BEGIN

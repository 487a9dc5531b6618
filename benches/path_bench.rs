// SPDX-License-Identifier: Apache-2.0
// Copyright 2025 itsakeyfut
//
// Licensed under the Apache License, Version 2.0 (the "License");
// you may not use this file except in compliance with the License.
// You may obtain a copy of the License at
//
//     http://www.apache.org/licenses/LICENSE-2.0
//
// Unless required by applicable law or agreed to in writing, software
// distributed under the License is distributed on an "AS IS" BASIS,
// WITHOUT WARRANTIES OR CONDITIONS OF ANY KIND, either express or implied.
// See the License for the specific language governing permissions and
// limitations under the License.
//! Path resolution benchmarks

use std::hint::black_box;

use criterion::{criterion_group, criterion_main, Criterion};

use psrx_cdfs::core::cdrom::CdDriver;
use psrx_cdfs::core::config::DriverConfig;
use psrx_cdfs::core::iso::{normalize_dir, split_file_path, IsoFs, PathTable, VolumeDescriptor};
use psrx_cdfs::core::sim::{IsoBuilder, SimDrive};

const SECTOR: usize = 2048;

fn deep_tree() -> IsoBuilder {
    let mut builder = IsoBuilder::new().volume_id("BENCH");
    for area in 0..8 {
        for stage in 0..4 {
            builder = builder.file(&format!("AREA{area}/STAGE{stage}/MAP.BIN"), vec![area; 1024]);
        }
    }
    builder
}

fn bench_normalize(c: &mut Criterion) {
    c.bench_function("normalize_dir", |b| {
        b.iter(|| normalize_dir(black_box("cdrom:/area7/stage3/")))
    });
    c.bench_function("split_file_path", |b| {
        b.iter(|| split_file_path(black_box("cdrom:\\AREA7\\STAGE3\\MAP.BIN")))
    });
}

fn bench_path_table(c: &mut Criterion) {
    let iso = deep_tree().build();
    let data = iso.data();
    let Ok(pvd) = VolumeDescriptor::parse(&data[16 * SECTOR..17 * SECTOR]) else {
        return;
    };
    let start = pvd.path_table_lba() as usize * SECTOR;
    let end = start + pvd.path_table_size() as usize;
    let Ok(table) = PathTable::parse(&data[start..end]) else {
        return;
    };

    c.bench_function("path_table_find", |b| {
        b.iter(|| table.find(black_box("\\AREA7\\STAGE3")))
    });
}

fn bench_search_file(c: &mut Criterion) {
    let mut cd = CdDriver::new(
        SimDrive::with_disc(deep_tree().build().into_disc()),
        DriverConfig::default(),
    );
    if cd.init().is_err() {
        return;
    }
    let mut fs = IsoFs::new(cd);

    // Same directory every time: only the first lookup reaches the drive.
    c.bench_function("search_file_cached", |b| {
        b.iter(|| fs.search_file(black_box("\\AREA3\\STAGE1\\MAP.BIN")))
    });
}

criterion_group!(benches, bench_normalize, bench_path_table, bench_search_file);
criterion_main!(benches);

END

▸ **What you have to do**
The records above should be returned exactly.

▸ **Final answer**
repository 487a9dc5531b6618
filename benches/path_bench.rs
// SPDX-License-Identifier: Apache-2.0
// Copyright 2025 itsakeyfut
//
// Licensed under the Apache License, Version 2.0 (the "License");
// you may not use this file except in compliance with the License.
// You may obtain a copy of the License at
//
//     http://www.apache.org/licenses/LICENSE-2.0
//
// Unless required by applicable law or agreed to in writing, software
// distributed under the License is distributed on an "AS IS" BASIS,
// WITHOUT WARRANTIES OR CONDITIONS OF ANY KIND, either express or implied.
// See the License for the specific language governing permissions and
// limitations under the License.
//! Path resolution benchmarks

use std::hint::black_box;

use criterion::{criterion_group, criterion_main, Criterion};

use psrx_cdfs::core::cdrom::CdDriver;
use psrx_cdfs::core::config::DriverConfig;
use psrx_cdfs::core::iso::{normalize_dir, split_file_path, IsoFs, PathTable, VolumeDescriptor};
use psrx_cdfs::core::sim::{IsoBuilder, SimDrive};

const SECTOR: usize = 2048;

fn deep_tree() -> IsoBuilder {
    let mut builder = IsoBuilder::new().volume_id("BENCH");
    for area in 0..8 {
        for stage in 0..4 {
            builder = builder.file(&format!("AREA{area}/STAGE{stage}/MAP.BIN"), vec![area; 1024]);
        }
    }
    builder
}

fn bench_normalize(c: &mut Criterion) {
    c.bench_function("normalize_dir", |b| {
        b.iter(|| normalize_dir(black_box("cdrom:/area7/stage3/")))
    });
    c.bench_function("split_file_path", |b| {
        b.iter(|| split_file_path(black_box("cdrom:\\AREA7\\STAGE3\\MAP.BIN")))
    });
}

fn bench_path_table(c: &mut Criterion) {
    let iso = deep_tree().build();
    let data = iso.data();
    let Ok(pvd) = VolumeDescriptor::parse(&data[16 * SECTOR..17 * SECTOR]) else {
        return;
    };
    let start = pvd.path_table_lba() as usize * SECTOR;
    let end = start + pvd.path_table_size() as usize;
    let Ok(table) = PathTable::parse(&data[start..end]) else {
        return;
    };

    c.bench_function("path_table_find", |b| {
        b.iter(|| table.find(black_box("\\AREA7\\STAGE3")))
    });
}

fn bench_search_file(c: &mut Criterion) {
    let mut cd = CdDriver::new(
        SimDrive::with_disc(deep_tree().build().into_disc()),
        DriverConfig::default(),
    );
    if cd.init().is_err() {
        return;
    }
    let mut fs = IsoFs::new(cd);

    // Same directory every time: only the first lookup reaches the drive.
    c.bench_function("search_file_cached", |b| {
        b.iter(|| fs.search_file(black_box("\\AREA3\\STAGE1\\MAP.BIN")))
    });
}

criterion_group!(benches, bench_normalize, bench_path_table, bench_search_file);
criterion_main!(benches);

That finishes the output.